Abstracts

Sustainable Semiconductor Materials for the Thermoelectric Energy Conversion

by Xiaoyu Cheng




Institution: University of Waterloo
Department:
Year: 2018
Posted: 02/01/2018
Record ID: 2153954
Full text PDF: http://hdl.handle.net/10012/12905


Abstract

Thermoelectric materials can be employed for converting waste energy into feasible electricity through a temperature gradient by utilizing the Seebeck effect (power generation), and vice versa, as coolers by utilizing the Peltier effect. The most wildly used thermoelectric materials are formed by heavy, often toxic and expensive elements, such as Bi2Te3 and PbTe. Recent research on magnesium silicide stannide based materials had revealed promising performance with light and abundant elements, and thus the potential to reduce the material cost, making it more favorable for industrial and commercial applications.

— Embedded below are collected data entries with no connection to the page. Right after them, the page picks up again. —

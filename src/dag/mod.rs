// src/dag/mod.rs

//! DAG representation and dispatch.
//!
//! - [`graph`] holds the immutable topology and its validation.
//! - [`store`] holds per-node run state behind per-node locks.
//! - [`dispatcher`] claims ready nodes and propagates completions.
//! - [`node`] provides snapshots and claim/scheduling types.
//! - [`dispatch_step`] defines the result types for dispatcher steps.

pub mod dispatch_step;
pub mod dispatcher;
pub mod graph;
pub mod node;
pub mod store;

pub use dispatch_step::{CompletionStep, DispatchStep};
pub use dispatcher::Dispatcher;
pub use graph::{DagGraph, GraphBuilder};
pub use node::{Claim, NodeSnapshot, ScheduledNode, StatusCounts};
pub use store::NodeStore;
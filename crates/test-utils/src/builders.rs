#![allow(dead_code)]

use std::collections::BTreeMap;
use std::time::Duration;

use dagflow::config::{ConfigFile, NodeConfig, RawConfigFile, RunSection};
use dagflow::dag::DagGraph;

/// Builder for `ConfigFile` to simplify test setup.
pub struct ConfigFileBuilder {
    config: RawConfigFile,
}

impl ConfigFileBuilder {
    pub fn new() -> Self {
        Self {
            config: RawConfigFile {
                run: RunSection::default(),
                node: BTreeMap::new(),
            },
        }
    }

    pub fn with_node(mut self, id: &str, node: NodeConfig) -> Self {
        self.config.node.insert(id.to_string(), node);
        self
    }

    pub fn with_time_unit(mut self, unit: &str) -> Self {
        self.config.run.time_unit = unit.to_string();
        self
    }

    pub fn raw(self) -> RawConfigFile {
        self.config
    }

    pub fn build(self) -> ConfigFile {
        ConfigFile::try_from(self.config).expect("Failed to build valid config from builder")
    }
}

impl Default for ConfigFileBuilder {
    fn default() -> Self {
        Self::new()
    }
}

/// Builder for `NodeConfig`.
pub struct NodeConfigBuilder {
    node: NodeConfig,
}

impl NodeConfigBuilder {
    pub fn new(duration: f64) -> Self {
        Self {
            node: NodeConfig {
                duration,
                after: vec![],
                children: vec![],
                root: None,
            },
        }
    }

    pub fn after(mut self, parent: &str) -> Self {
        self.node.after.push(parent.to_string());
        self
    }

    pub fn child(mut self, child: &str) -> Self {
        self.node.children.push(child.to_string());
        self
    }

    pub fn root(mut self, val: bool) -> Self {
        self.node.root = Some(val);
        self
    }

    pub fn build(self) -> NodeConfig {
        self.node
    }
}

/// The six-node fan-in demo graph, durations in multiples of `unit`:
///
/// ```text
/// 1(1) -> 2(2), 3(5), 6(10)
/// 2, 3 -> 4(1)
/// 4, 6 -> 5(1)
/// ```
pub fn fan_in_demo_graph(unit: Duration) -> DagGraph {
    DagGraph::builder()
        .node("1", unit)
        .node("2", unit * 2)
        .node("3", unit * 5)
        .node("4", unit)
        .node("5", unit)
        .node("6", unit * 10)
        .edge("1", "2")
        .edge("1", "3")
        .edge("1", "6")
        .edge("2", "4")
        .edge("3", "4")
        .edge("4", "5")
        .edge("6", "5")
        .build()
        .expect("fan-in demo graph is valid")
}

/// `top -> left, right -> bottom`, all with the same duration.
pub fn diamond_graph(duration: Duration) -> DagGraph {
    DagGraph::builder()
        .node("top", duration)
        .node("left", duration)
        .node("right", duration)
        .node("bottom", duration)
        .edge("top", "left")
        .edge("top", "right")
        .edge("left", "bottom")
        .edge("right", "bottom")
        .build()
        .expect("diamond graph is valid")
}

/// `n0 -> n1 -> ... -> n{len-1}`.
pub fn chain_graph(len: usize, duration: Duration) -> DagGraph {
    let mut builder = DagGraph::builder();
    for i in 0..len {
        builder = builder.node(format!("n{i}"), duration);
        if i > 0 {
            builder = builder.edge(format!("n{}", i - 1), format!("n{i}"));
        }
    }
    builder.build().expect("chain graph is valid")
}
// tests/dispatcher.rs

mod common;
use crate::common::builders::{diamond_graph, fan_in_demo_graph};

use std::sync::Arc;
use std::time::Duration;

use dagflow::dag::{DagGraph, Dispatcher, NodeStore};
use dagflow::errors::DagflowError;
use dagflow::types::NodeStatus;
use tokio_util::sync::CancellationToken;

fn dispatcher_for(graph: &DagGraph) -> Dispatcher {
    Dispatcher::new(Arc::new(NodeStore::new(graph)), CancellationToken::new())
}

#[test]
fn roots_are_launched_and_children_wait() {
    let dispatcher = dispatcher_for(&fan_in_demo_graph(Duration::from_secs(1)));

    let step = dispatcher.dispatch(["1", "2"]);
    assert_eq!(step.launched_ids(), vec!["1".to_string()]);
    assert_eq!(step.launched[0].duration, Duration::from_secs(1));
    assert_eq!(step.not_ready, vec!["2".to_string()]);
    assert!(step.errors.is_empty());

    assert_eq!(
        dispatcher.store().status("1").unwrap(),
        NodeStatus::Processing
    );
    assert_eq!(dispatcher.store().status("2").unwrap(), NodeStatus::Idle);
    assert_eq!(dispatcher.dispatched_count(), 1);
}

#[test]
fn redundant_dispatch_is_a_no_op() {
    let dispatcher = dispatcher_for(&diamond_graph(Duration::from_secs(1)));

    // Duplicates in one candidate set collapse.
    let step = dispatcher.dispatch(["top", "top", "top"]);
    assert_eq!(step.launched_ids(), vec!["top".to_string()]);
    assert!(step.already_claimed.is_empty());

    // Processing.
    let step = dispatcher.dispatch(["top"]);
    assert!(step.launched.is_empty());
    assert_eq!(step.already_claimed, vec!["top".to_string()]);

    // Done.
    dispatcher.complete("top").unwrap();
    let step = dispatcher.dispatch(["top"]);
    assert!(step.launched.is_empty());
    assert_eq!(step.already_claimed, vec!["top".to_string()]);
    assert_eq!(dispatcher.store().status("top").unwrap(), NodeStatus::Done);

    assert_eq!(dispatcher.dispatched_count(), 1);
}

#[test]
fn diamond_child_waits_for_both_parents_in_either_order() {
    for (first, second) in [("left", "right"), ("right", "left")] {
        let dispatcher = dispatcher_for(&diamond_graph(Duration::from_secs(1)));

        dispatcher.dispatch(["top"]);
        let step = dispatcher.complete("top").unwrap();
        let mut ready = step.newly_ready.clone();
        ready.sort();
        assert_eq!(ready, vec!["left".to_string(), "right".to_string()]);
        assert_eq!(dispatcher.dispatch(&step.newly_ready).launched.len(), 2);

        let step = dispatcher.complete(first).unwrap();
        assert!(step.newly_ready.is_empty(), "bottom freed after only {first}");
        // Even a forced candidate is not launched early.
        let forced = dispatcher.dispatch(["bottom"]);
        assert!(forced.launched.is_empty());
        assert_eq!(forced.not_ready, vec!["bottom".to_string()]);

        let step = dispatcher.complete(second).unwrap();
        assert_eq!(step.newly_ready, vec!["bottom".to_string()]);
        let launched = dispatcher.dispatch(&step.newly_ready);
        assert_eq!(launched.launched_ids(), vec!["bottom".to_string()]);

        let bottom = dispatcher.store().get("bottom").unwrap();
        assert_eq!(bottom.status, NodeStatus::Processing);
        assert_eq!(bottom.completed_parents, 2);
    }
}

#[test]
fn unknown_candidate_is_reported_without_aborting_siblings() {
    let dispatcher = dispatcher_for(&diamond_graph(Duration::from_secs(1)));

    let step = dispatcher.dispatch(["ghost", "top"]);
    assert_eq!(step.launched_ids(), vec!["top".to_string()]);
    assert_eq!(step.errors.len(), 1);
    match &step.errors[0] {
        DagflowError::NotFound(id) => assert_eq!(id, "ghost"),
        other => panic!("expected NotFound, got {other:?}"),
    }
}

#[test]
fn completing_a_node_twice_does_not_double_count_children() {
    let dispatcher = dispatcher_for(&diamond_graph(Duration::from_secs(1)));

    dispatcher.dispatch(["top"]);
    dispatcher.complete("top").unwrap();
    dispatcher.dispatch(["left", "right"]);
    dispatcher.complete("left").unwrap();

    // A second completion of `left` must not stand in for `right`.
    assert!(matches!(
        dispatcher.complete("left"),
        Err(DagflowError::InvalidTransition { .. })
    ));
    let bottom = dispatcher.store().get("bottom").unwrap();
    assert_eq!(bottom.completed_parents, 1);
    assert!(dispatcher.dispatch(["bottom"]).launched.is_empty());
}

#[test]
fn completing_an_idle_node_is_rejected() {
    let dispatcher = dispatcher_for(&diamond_graph(Duration::from_secs(1)));

    assert!(matches!(
        dispatcher.complete("left"),
        Err(DagflowError::InvalidTransition {
            from: NodeStatus::Idle,
            ..
        })
    ));
    assert_eq!(dispatcher.store().get("bottom").unwrap().completed_parents, 0);
    assert_eq!(dispatcher.completed_count(), 0);
}

#[test]
fn paused_dispatcher_defers_candidates_but_accepts_completions() {
    let dispatcher = dispatcher_for(&diamond_graph(Duration::from_secs(1)));

    dispatcher.dispatch(["top"]);
    dispatcher.pause_token().cancel();
    assert!(dispatcher.is_paused());

    // In-flight work still completes.
    let step = dispatcher.complete("top").unwrap();
    assert_eq!(step.newly_ready.len(), 2);

    let step = dispatcher.dispatch(&step.newly_ready);
    assert!(step.launched.is_empty());
    assert_eq!(step.deferred.len(), 2);
    assert_eq!(dispatcher.store().status("left").unwrap(), NodeStatus::Idle);
    assert_eq!(dispatcher.store().status("right").unwrap(), NodeStatus::Idle);
}

#[test]
fn forced_root_child_is_not_relaunched_when_its_parent_completes() {
    let graph = DagGraph::builder()
        .node("a", Duration::from_secs(1))
        .node("b", Duration::from_secs(1))
        .edge("a", "b")
        .root("b", true)
        .build()
        .unwrap();
    let dispatcher = dispatcher_for(&graph);

    let step = dispatcher.dispatch(graph.roots());
    assert_eq!(step.launched.len(), 2);

    let step = dispatcher.complete("a").unwrap();
    assert_eq!(step.newly_ready, vec!["b".to_string()]);
    let step = dispatcher.dispatch(&step.newly_ready);
    assert!(step.launched.is_empty());
    assert_eq!(step.already_claimed, vec!["b".to_string()]);
    assert_eq!(dispatcher.dispatched_count(), 2);
}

The conversion efficiency for thermoelectric material is evaluated by a unitless figure of merit (ZT), which is proportional to the power factor value over the thermal conductivity. Doping with Bi and alloying with Sn were proved to be efficient in enhancing the performance of magnesium silicide stannide based material with improved power factors. However, the thermal conductivity is still noticeably high. To further improve the performance, one potential approach is by decreasing the thermal conductivity via alloying with Pb. The presence of Pb introduces additional scattering and mass fluctuations into the solid solution matrix, which should reduce the lattice thermal conductivity significantly. In this study, different amounts of Pb were added into the Bi-doped Mg-Si-Sn solid solutions, and the impact of Pb was investigated. Due to the failure of the thermal conductivity apparatus, only the electrical properties were experimentally measured, the electronic thermal conductivity was calculated, and conservative estimations were made on the lattice thermal conductivity. The highest estimated ZT of 1.34 was achieved at around 773 K, with the composition of Mg2Si0.35Sn0.57Pb0.03Bi0.05, which is comparable to the highest literature value for the sample without Pb. That being said, with an expected lower lattice thermal conductivity than our estimation, the ZT for the sample with Pb is most likely underestimated. All samples revealed similar ZT values, and further measurements of the thermal conductivity will be performed to validate the assumption.